Inactivation of the culture used at the first stage of cascade biotransformation has been reported to have a positive effect on the yield of the target product. Thus, AD biotransformation to 1(2)-dehydrotestosterone was inefficient when growing cultures of A. simplex CPCC 140451 and P. pastoris GS115 were added to the same bioreactor, while inactivation of A. simplex CPCC 140451 after the first stage of cascade biotransformation resulted in increased yield of 1(2)-dehydrotestosterone (Tang et al., 2019a). In another case, exclusion of the stage of cell inactivation by sterilization of the culture liquid in the process of phytosterol biotransformation by M. neoaurum M3M-ksdDR2 resulted in a 13% loss of 1(2)-dehydrotestosterone compared to the control (Tang et al., 2019b).

For industrial testosterone production, using growing cultures of M. neoaurum and N. simplex is practically advantageous compared to using resting N. simplex cells harvested by centrifugation and sterilized M. neoaurum culture liquid, since it decreases the duration of cascade biotransformation, as well as expense of equipment, energy, and labor.

The present work dealt with investigation of cascade two-stage biotransformation of phytosterol to testosterone using two actinobacterial strains, M. neoaurum VKM Ac-1815D and N. simplex VKM Ac-2033D, which carried out selective oxidative degradation of the phytosterol side chain and 17β-reduction of the resulting androstendiones to testosterone, respectively.
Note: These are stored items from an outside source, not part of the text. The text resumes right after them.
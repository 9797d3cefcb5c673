//! # Shardmerge
//!
//! Transparent horizontal sharding: route queries to the physical
//! shards that can hold matching rows, fan units of work out across
//! them, and merge the per-shard partials back into one logical result.
//!
//! ## Purpose
//!
//! A query layer hands this crate an entity set plus a shard-key
//! condition and gets back a routed target set and a merged result:
//! - Route rule engine: per-entity candidate pruning, cross-entity
//!   intersection, conservative inclusion under opaque predicates
//! - Parallel execution controller: bounded fan-out, fail-fast or
//!   partial-tolerant gathering, cooperative cancellation
//! - Merge engine family: buffered ordered rows, streaming pass-through,
//!   scalar aggregates, cross-shard pagination
//! - Target registry: data source and table-tail topology with a single
//!   default data source
//!
//! ## Module Structure
//!
//! ```text
//! shardmerge/
//! ├── domain/          # Core types: PhysicalTarget, ShardValue, errors
//! ├── algorithms/      # Route rules, aggregate combinators, pagination
//! ├── executor/        # Parallel fan-out controller + cancellation
//! ├── merge/           # Merge strategies + merge session
//! ├── ports/           # API traits + dependency traits
//! └── adapters/        # Registry, metadata, shard routes, shard store
//! ```

#![warn(missing_docs)]
#![warn(clippy::all)]

pub mod adapters;
pub mod algorithms;
pub mod domain;
pub mod executor;
pub mod merge;
pub mod ports;

// Re-exports
pub use algorithms::{
    combine_average, max_value, min_value, sum_values, trim_to_window, PageWindow,
    RouteRuleEngine,
};
pub use domain::{
    invariant_conservative_inclusion, invariant_deterministic_routing,
    invariant_intersection_subset, invariant_no_unit_in_flight, invariant_partition_average,
    ConnectionMode, EntityMetadata, FailurePolicy, KeyPredicate, MergePhase, PartialResult,
    PhysicalTarget, RouteCondition, RouteQuery, RouteResult, ShardValue, ShardingCapability,
    ShardingError, DEFAULT_CACHE_WAIT_MS, DEFAULT_MAX_IN_FLIGHT,
};
pub use executor::{
    CancelSignal, CancelSource, ExecutionOutcome, ExecutionPolicy, ParallelExecutor,
    TargetFailure,
};
pub use merge::{
    AggregateMergeEngine, BufferedRows, InMemoryMergeEngine, Merged, MergedStream, MergeSession,
    OrderSpec, Page, PagedMergeEngine, StreamingMergeEngine, TargetContribution,
};
pub use ports::{
    ExecutionUnit, MetadataProvider, PageUnit, QueryRouter, RowSink, RowStreamUnit, ShardRoute,
};

/// Crate version
pub const VERSION: &str = env!("CARGO_PKG_VERSION");
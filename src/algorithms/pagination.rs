//! # Page Windows
//!
//! Translation of a logical (skip, take) window into the safe per-target
//! superset window, and the final trim back to the logical window.

use serde::{Deserialize, Serialize};

/// A pagination window: skip then take.
#[derive(Clone, Copy, Debug, PartialEq, Eq, Serialize, Deserialize)]
pub struct PageWindow {
    /// Rows to skip.
    pub skip: usize,
    /// Rows to return.
    pub take: usize,
}

impl PageWindow {
    /// Create a window.
    pub fn new(skip: usize, take: usize) -> Self {
        Self { skip, take }
    }

    /// The superset window each target must answer.
    ///
    /// Per-target row distribution is unknown, so every target must return
    /// its first `skip + take` rows; anything less can under-fetch and
    /// drop logical rows.
    pub fn per_target(&self) -> PageWindow {
        PageWindow {
            skip: 0,
            take: self.skip.saturating_add(self.take),
        }
    }
}

/// Trim a globally ordered row set to the logical window.
pub fn trim_to_window<T>(rows: Vec<T>, window: PageWindow) -> Vec<T> {
    rows.into_iter()
        .skip(window.skip)
        .take(window.take)
        .collect()
}
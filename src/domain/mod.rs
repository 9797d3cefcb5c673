//! # Domain Layer
//!
//! Core types for shard routing and result merging.

pub mod entities;
pub mod errors;
pub mod invariants;
pub mod value_objects;

pub use entities::{
    EntityMetadata, PartialResult, RouteQuery, RouteResult, ShardingCapability,
};
pub use errors::{DataSourceName, EntityName, ShardingError, TableTail};
pub use invariants::{
    invariant_conservative_inclusion, invariant_deterministic_routing,
    invariant_intersection_subset, invariant_no_unit_in_flight, invariant_partition_average,
    DEFAULT_CACHE_WAIT_MS, DEFAULT_MAX_IN_FLIGHT,
};
pub use value_objects::{
    ConnectionMode, FailurePolicy, KeyPredicate, MergePhase, PhysicalTarget, RouteCondition,
    ShardValue,
};
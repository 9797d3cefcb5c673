//! # Adapters
//!
//! Concrete implementations of the ports: an in-memory metadata
//! provider, lookup and hash shard routes, the physical target registry,
//! and an in-memory shard store with execution units for tests and
//! demos.

pub mod execution;
pub mod metadata;
pub mod shard_route;
pub mod target_registry;

pub use execution::{CountUnit, FetchUnit, InMemoryShardStore, PagedFetchUnit, StreamUnit};
pub use metadata::InMemoryMetadataProvider;
pub use shard_route::{HashShardRoute, LookupShardRoute};
pub use target_registry::{PhysicDataSource, TargetRegistry};
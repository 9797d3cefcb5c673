//! # Paged Merge
//!
//! Cross-shard pagination. No target knows the global row order, so each
//! target is asked for the superset window `(0, skip + take)`, the
//! supersets are merged under the global ordering, and the requested
//! window is cut from the merged sequence.

use crate::algorithms::pagination::{trim_to_window, PageWindow};
use crate::domain::{PhysicalTarget, ShardingError};
use crate::executor::{CancelSignal, ExecutionPolicy};
use crate::merge::in_memory::{InMemoryMergeEngine, OrderSpec};
use crate::merge::session::MergeSession;
use crate::ports::outbound::{ExecutionUnit, PageUnit};
use async_trait::async_trait;
use std::sync::Arc;

/// One page of globally ordered rows.
#[derive(Debug, Clone, PartialEq)]
pub struct Page<T> {
    /// Rows inside the requested window, globally ordered.
    pub rows: Vec<T>,
    /// The window the caller asked for.
    pub window: PageWindow,
    /// True when a failed target was excluded under the partial-tolerant
    /// policy.
    pub partial: bool,
}

/// Adapts a [`PageUnit`] to the plain execution unit contract by pinning
/// the per-target superset window.
struct WindowedUnit<T, U: ?Sized> {
    inner: Arc<U>,
    window: PageWindow,
    _rows: std::marker::PhantomData<fn() -> T>,
}

#[async_trait]
impl<T, U> ExecutionUnit<Vec<T>> for WindowedUnit<T, U>
where
    T: Send + 'static,
    U: PageUnit<T> + ?Sized + 'static,
{
    async fn run(
        &self,
        target: &PhysicalTarget,
        cancel: CancelSignal,
    ) -> Result<Vec<T>, ShardingError> {
        self.inner.fetch(target, self.window, cancel).await
    }
}

/// The pagination merge engine.
pub struct PagedMergeEngine {
    inner: InMemoryMergeEngine,
}

impl PagedMergeEngine {
    /// Engine over a fixed execution policy.
    pub fn new(policy: ExecutionPolicy) -> Self {
        Self {
            inner: InMemoryMergeEngine::new(policy),
        }
    }

    /// Fetch one globally ordered page across `targets`.
    ///
    /// Each target receives the superset window `(0, skip + take)`; the
    /// merged supersets are ordered by `order` and trimmed to `window`.
    pub async fn page<T, U>(
        &self,
        session: &MergeSession,
        targets: &[PhysicalTarget],
        unit: Arc<U>,
        window: PageWindow,
        order: OrderSpec<T>,
        cancel: &CancelSignal,
    ) -> Result<Page<T>, ShardingError>
    where
        T: Send + 'static,
        U: PageUnit<T> + ?Sized + 'static,
    {
        let windowed = Arc::new(WindowedUnit {
            inner: unit,
            window: window.per_target(),
            _rows: std::marker::PhantomData,
        });
        let merged = self
            .inner
            .merge(session, targets, windowed, &order, cancel)
            .await?;
        let partial = merged.partial;
        let rows = trim_to_window(merged.value.into_vec(), window);
        Ok(Page {
            rows,
            window,
            partial,
        })
    }
}
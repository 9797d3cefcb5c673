//! # Algorithms
//!
//! Route rule evaluation, aggregate combinators and page-window math.

pub mod aggregate;
pub mod pagination;
pub mod route_rule;

pub use aggregate::{combine_average, max_value, min_value, sum_values};
pub use pagination::{trim_to_window, PageWindow};
pub use route_rule::RouteRuleEngine;
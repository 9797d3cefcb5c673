//! # Ports
//!
//! Inbound API traits and outbound dependency traits.

pub mod inbound;
pub mod outbound;

pub use inbound::QueryRouter;
pub use outbound::{ExecutionUnit, MetadataProvider, PageUnit, RowSink, RowStreamUnit, ShardRoute};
In vitro experiments showed that reduction of the 17-keto group of androstendiones (AD and ADD) was most efficiently catalyzed by membrane-bound enzymes under microaerophilic conditions in the presence of NAD(H). Unlike ADD reduction to 1(2)-dehydrotestosterone, reduction of AD, its 1(2)-saturated analogue, to testosterone by N. simplex cells was reversible. Efficient production of testosterone from AD required an increased pool of reductive equivalents, which may be achieved by addition of glucose and establishment of microaerophilic conditions. Cascade bioconversion of phytosterol to testosterone proved possible with both resting N. simplex cells and a growing culture of this strain. The conditions were determined, under which testosterone yield of up to 53 mol % was achieved at a high phytosterol concentration (10 g/L).

These results may be used to develop a biotechnology for testosterone production from renewable plant materials by two-stage microbial transformation of phytosterol in a “one-pot” process.